§ Assignment: For this exercise, please find the lines in the entries that include the word "UserId" and copy them.

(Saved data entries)
▬▬▬▬▬▬▬▬▬▬

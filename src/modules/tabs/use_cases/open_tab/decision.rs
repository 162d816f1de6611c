use crate::modules::tabs::core::events::TabEvent;

#[derive(Debug, thiserror::Error, PartialEq, Eq)]
pub enum DecideError {
    #[error("tab is already open")]
    TabAlreadyOpen,
}

#[derive(Debug, PartialEq, Eq)]
pub enum Decision {
    Accepted { events: Vec<TabEvent> },
    Rejected { reason: DecideError },
}
/// Serenity event handler feeding the dispatcher and the event bus
pub struct GatewayHandler {
    dispatcher: Arc<Dispatcher>,
    config: Arc<Config>,
}

impl GatewayHandler {
    pub fn new(dispatcher: Arc<Dispatcher>, config: Arc<Config>) -> Self {
        Self { dispatcher, config }
    }

    async fn emit(&self, ctx: Context, name: &str, payload: EventPayload) {
        self.dispatcher
            .events()
            .emit(GatewayEvent {
                name: name.to_string(),
                payload,
                client: Some(ctx),
            })
            .await;
    }
}

#[async_trait]
impl EventHandler for GatewayHandler {
    async fn ready(&self, ctx: Context, ready: Ready) {
        info!("🎉 {} is connected and ready!", ready.user.name);
        info!("📡 Connected to {} guilds", ready.guilds.len());
        info!("🔧 Running in {} mode", self.config.mode);

        if let Err(e) = register_commands(&ctx.http, &self.config, self.dispatcher.registry()).await {
            error!("Failed to register commands: {e:#}");
        }

        self.emit(ctx, events::READY, EventPayload::Ready(Box::new(ready))).await;
    }

    async fn message(&self, ctx: Context, msg: Message) {
        debug!("Message {} in channel {}", msg.id, msg.channel_id);
        self.emit(ctx, events::MESSAGE_CREATE, EventPayload::Message(Box::new(msg)))
            .await;
    }

    async fn guild_create(&self, ctx: Context, guild: Guild, is_new: bool) {
        debug!("Guild available: {} ({})", guild.name, guild.id);
        self.emit(
            ctx,
            events::GUILD_CREATE,
            EventPayload::GuildCreate {
                guild: Box::new(guild),
                is_new,
            },
        )
        .await;
    }

    async fn guild_member_addition(&self, ctx: Context, new_member: Member) {
        self.emit(ctx, events::GUILD_MEMBER_ADD, EventPayload::MemberAdd(Box::new(new_member)))
            .await;
    }

    async fn reaction_add(&self, ctx: Context, add_reaction: Reaction) {
        self.emit(ctx, events::REACTION_ADD, EventPayload::ReactionAdd(Box::new(add_reaction)))
            .await;
    }

    async fn interaction_create(&self, ctx: Context, interaction: Interaction) {
        let Some((inbound, session)) = classify(interaction, Arc::clone(&ctx.http)) else {
            return;
        };
        self.dispatcher
            .dispatch(inbound, Arc::new(session), Some(ctx))
            .await;
    }
}

#[cfg(test)]
mod tests {
    use super::*;
    use crate::core::embeds::COLOR_SUCCESS;
    use crate::session::{ButtonSpec, SelectMenuSpec, SelectOptionSpec};
    use serde_json::json;

    fn option(value: serde_json::Value) -> CommandDataOption {
        serde_json::from_value(value).unwrap()
    }

    #[test]
    fn test_convert_scalar_and_snowflake_options() {
        let options = vec![
            option(json!({"name": "text", "type": 3, "value": "hello"})),
            option(json!({"name": "count", "type": 4, "value": 3})),
            option(json!({"name": "ratio", "type": 10, "value": 0.5})),
            option(json!({"name": "flag", "type": 5, "value": true})),
            option(json!({"name": "who", "type": 6, "value": "80351110224678912"})),
            option(json!({"name": "where", "type": 7, "value": "41771983423143937"})),
        ];
        let converted = convert_options(&options);

        assert_eq!(converted[0].value, Some(OptionValue::String("hello".to_string())));
        assert_eq!(converted[1].value, Some(OptionValue::Integer(3)));
        assert_eq!(converted[2].value, Some(OptionValue::Number(0.5)));
        assert_eq!(converted[3].value, Some(OptionValue::Boolean(true)));
        assert_eq!(
            converted[4].value,
            Some(OptionValue::User(UserId(80351110224678912)))
        );
        assert_eq!(
            converted[5].value,
            Some(OptionValue::Channel(ChannelId(41771983423143937)))
        );
    }

    #[test]
    fn test_convert_subcommand_tree() {
        let options = vec![option(json!({
            "name": "view",
            "type": 1,
            "options": [{"name": "user", "type": 6, "value": "42"}]
        }))];
        let converted = convert_options(&options);

        assert_eq!(
            converted[0].value,
            Some(OptionValue::SubCommand(vec![CommandOption::new(
                "user",
                OptionValue::User(UserId(42))
            )]))
        );
    }

    #[test]
    fn test_subcommand_group_is_not_routed() {
        let options = vec![option(json!({
            "name": "settings",
            "type": 2,
            "options": [{"name": "set", "type": 1, "options": [{"name": "key", "type": 3, "value": "lang"}]}]
        }))];
        let converted = convert_options(&options);
        assert_eq!(converted[0].value, None);

        let inbound = InboundInteraction {
            options: converted,
            ..InboundInteraction::new(InteractionKind::ChatInputCommand, "config", UserId(1))
        };
        assert_eq!(inbound.subcommand(), None);
    }

    #[test]
    fn test_focused_partial_integer_falls_back_to_text() {
        let options = vec![option(json!({"name": "n", "type": 4, "value": "4", "focused": true}))];
        let converted = convert_options(&options);
        assert!(converted[0].focused);
        assert_eq!(converted[0].value, Some(OptionValue::String("4".to_string())));
    }

    #[test]
    fn test_embed_conversion() {
        let embed = to_embed(
            &EmbedPayload::new()
                .title("Done")
                .description("All good")
                .color(COLOR_SUCCESS)
                .field("Items", "3", true)
                .footer("page 1/1"),
        );
        assert_eq!(embed.0.get("title").unwrap(), "Done");
        assert_eq!(embed.0.get("description").unwrap(), "All good");
        assert_eq!(embed.0.get("color").unwrap(), COLOR_SUCCESS as u64);
        assert_eq!(embed.0.get("fields").unwrap().as_array().unwrap().len(), 1);
        assert_eq!(embed.0.get("footer").unwrap()["text"], "page 1/1");
    }

    #[test]
    fn test_component_conversion() {
        let rows = vec![
            vec![
                ComponentSpec::Button(ButtonSpec::new("page:1:prev", "◀", ButtonStyle::Secondary).disabled(true)),
                ComponentSpec::Button(ButtonSpec::new("page:1:next", "▶", ButtonStyle::Primary)),
            ],
            vec![ComponentSpec::SelectMenu(SelectMenuSpec {
                custom_id: "color".to_string(),
                placeholder: Some("Pick one".to_string()),
                options: vec![SelectOptionSpec {
                    label: "Red".to_string(),
                    value: "red".to_string(),
                    description: None,
                }],
                min_values: 1,
                max_values: 1,
            })],
        ];
        let components = to_components(&rows);
        assert_eq!(components.0.len(), 2);
    }
}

▬▬▬▬▬▬▬▬▬▬

§ Your response:
            Some(OptionValue::User(UserId(80351110224678912)))
                OptionValue::User(UserId(42))
            ..InboundInteraction::new(InteractionKind::ChatInputCommand, "config", UserId(1))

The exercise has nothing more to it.